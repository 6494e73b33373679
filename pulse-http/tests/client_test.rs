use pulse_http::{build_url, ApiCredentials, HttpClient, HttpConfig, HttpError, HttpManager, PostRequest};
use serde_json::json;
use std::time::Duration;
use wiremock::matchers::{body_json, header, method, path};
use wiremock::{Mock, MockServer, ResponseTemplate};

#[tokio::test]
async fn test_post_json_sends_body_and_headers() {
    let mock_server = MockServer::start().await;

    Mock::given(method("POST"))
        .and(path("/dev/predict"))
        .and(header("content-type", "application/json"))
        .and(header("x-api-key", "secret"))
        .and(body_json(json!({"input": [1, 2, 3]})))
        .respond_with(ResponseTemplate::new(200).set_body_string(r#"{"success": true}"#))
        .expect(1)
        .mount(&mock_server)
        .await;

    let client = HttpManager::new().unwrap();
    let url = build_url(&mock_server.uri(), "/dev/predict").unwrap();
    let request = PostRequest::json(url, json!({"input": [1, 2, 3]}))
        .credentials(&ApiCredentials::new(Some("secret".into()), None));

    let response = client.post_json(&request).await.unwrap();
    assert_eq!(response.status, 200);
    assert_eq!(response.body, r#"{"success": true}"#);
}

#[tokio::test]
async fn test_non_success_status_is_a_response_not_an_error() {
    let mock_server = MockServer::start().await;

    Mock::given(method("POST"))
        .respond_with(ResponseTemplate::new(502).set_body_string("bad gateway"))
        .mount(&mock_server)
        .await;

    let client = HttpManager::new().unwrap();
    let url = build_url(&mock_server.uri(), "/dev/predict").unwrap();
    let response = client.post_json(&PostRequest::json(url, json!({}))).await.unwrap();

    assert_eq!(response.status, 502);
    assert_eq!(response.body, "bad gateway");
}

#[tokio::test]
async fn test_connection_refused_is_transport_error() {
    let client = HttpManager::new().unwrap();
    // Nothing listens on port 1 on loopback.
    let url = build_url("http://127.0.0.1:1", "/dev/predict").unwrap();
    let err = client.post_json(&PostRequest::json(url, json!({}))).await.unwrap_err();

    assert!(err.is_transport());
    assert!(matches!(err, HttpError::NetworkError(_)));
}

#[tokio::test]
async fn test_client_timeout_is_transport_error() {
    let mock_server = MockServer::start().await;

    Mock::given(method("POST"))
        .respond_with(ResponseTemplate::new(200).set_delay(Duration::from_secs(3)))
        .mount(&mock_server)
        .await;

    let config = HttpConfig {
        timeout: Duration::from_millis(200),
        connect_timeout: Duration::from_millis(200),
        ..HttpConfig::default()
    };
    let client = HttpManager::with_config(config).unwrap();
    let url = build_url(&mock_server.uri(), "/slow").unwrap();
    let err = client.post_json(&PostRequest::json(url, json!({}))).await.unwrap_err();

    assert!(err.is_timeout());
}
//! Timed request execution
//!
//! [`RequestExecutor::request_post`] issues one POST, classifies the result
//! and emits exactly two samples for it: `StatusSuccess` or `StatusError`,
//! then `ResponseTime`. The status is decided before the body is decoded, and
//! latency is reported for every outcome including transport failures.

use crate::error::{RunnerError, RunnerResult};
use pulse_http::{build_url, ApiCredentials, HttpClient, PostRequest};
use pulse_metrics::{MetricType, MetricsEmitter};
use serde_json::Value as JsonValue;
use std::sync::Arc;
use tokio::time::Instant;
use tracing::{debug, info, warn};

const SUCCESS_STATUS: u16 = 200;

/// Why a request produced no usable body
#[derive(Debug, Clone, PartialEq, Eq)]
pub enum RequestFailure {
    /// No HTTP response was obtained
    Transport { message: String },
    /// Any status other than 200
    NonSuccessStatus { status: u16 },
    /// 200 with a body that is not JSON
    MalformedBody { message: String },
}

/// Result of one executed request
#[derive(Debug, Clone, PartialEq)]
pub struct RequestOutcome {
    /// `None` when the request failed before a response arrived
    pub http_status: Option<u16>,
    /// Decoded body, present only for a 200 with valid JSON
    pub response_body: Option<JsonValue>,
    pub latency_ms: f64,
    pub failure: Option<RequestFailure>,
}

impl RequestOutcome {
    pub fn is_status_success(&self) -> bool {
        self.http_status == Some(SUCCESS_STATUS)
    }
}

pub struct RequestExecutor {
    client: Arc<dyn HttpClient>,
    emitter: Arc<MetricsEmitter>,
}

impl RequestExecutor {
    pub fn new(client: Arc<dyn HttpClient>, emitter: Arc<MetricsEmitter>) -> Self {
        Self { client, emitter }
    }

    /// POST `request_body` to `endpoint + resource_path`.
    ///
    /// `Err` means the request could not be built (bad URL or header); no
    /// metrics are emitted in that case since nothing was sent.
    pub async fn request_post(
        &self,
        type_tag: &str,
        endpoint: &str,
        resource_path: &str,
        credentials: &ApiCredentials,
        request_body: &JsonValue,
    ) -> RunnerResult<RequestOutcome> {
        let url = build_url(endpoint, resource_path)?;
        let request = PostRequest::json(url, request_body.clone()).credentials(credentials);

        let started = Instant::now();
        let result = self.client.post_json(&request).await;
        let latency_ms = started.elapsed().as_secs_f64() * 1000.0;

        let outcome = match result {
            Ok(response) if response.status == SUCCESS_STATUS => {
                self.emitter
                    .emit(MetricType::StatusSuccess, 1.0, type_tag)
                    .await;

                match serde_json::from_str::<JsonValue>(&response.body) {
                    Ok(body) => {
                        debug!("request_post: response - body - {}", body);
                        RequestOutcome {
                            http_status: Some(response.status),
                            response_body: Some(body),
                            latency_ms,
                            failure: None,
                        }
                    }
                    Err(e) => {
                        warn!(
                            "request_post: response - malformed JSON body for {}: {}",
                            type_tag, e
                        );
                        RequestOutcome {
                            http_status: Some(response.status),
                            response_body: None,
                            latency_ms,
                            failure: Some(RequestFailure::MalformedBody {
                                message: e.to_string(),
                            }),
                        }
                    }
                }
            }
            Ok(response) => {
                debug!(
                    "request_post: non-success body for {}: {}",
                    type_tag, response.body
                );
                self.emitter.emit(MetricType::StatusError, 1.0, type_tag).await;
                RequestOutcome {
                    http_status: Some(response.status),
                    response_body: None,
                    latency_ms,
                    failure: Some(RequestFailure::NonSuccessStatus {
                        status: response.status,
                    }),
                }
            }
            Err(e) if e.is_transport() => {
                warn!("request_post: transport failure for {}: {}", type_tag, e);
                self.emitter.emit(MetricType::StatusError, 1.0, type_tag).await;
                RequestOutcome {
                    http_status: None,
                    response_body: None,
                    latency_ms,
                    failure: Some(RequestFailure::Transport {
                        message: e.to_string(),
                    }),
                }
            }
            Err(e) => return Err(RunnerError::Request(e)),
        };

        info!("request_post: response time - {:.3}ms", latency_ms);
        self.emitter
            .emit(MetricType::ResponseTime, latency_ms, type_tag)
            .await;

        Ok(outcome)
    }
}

→ **Assignment**
Reproduce each line of the records in which the string "MetricsEmitter" appears.

→ **Task solution**
use pulse_metrics::{MetricType, MetricsEmitter};
    emitter: Arc<MetricsEmitter>,
    pub fn new(client: Arc<dyn HttpClient>, emitter: Arc<MetricsEmitter>) -> Self {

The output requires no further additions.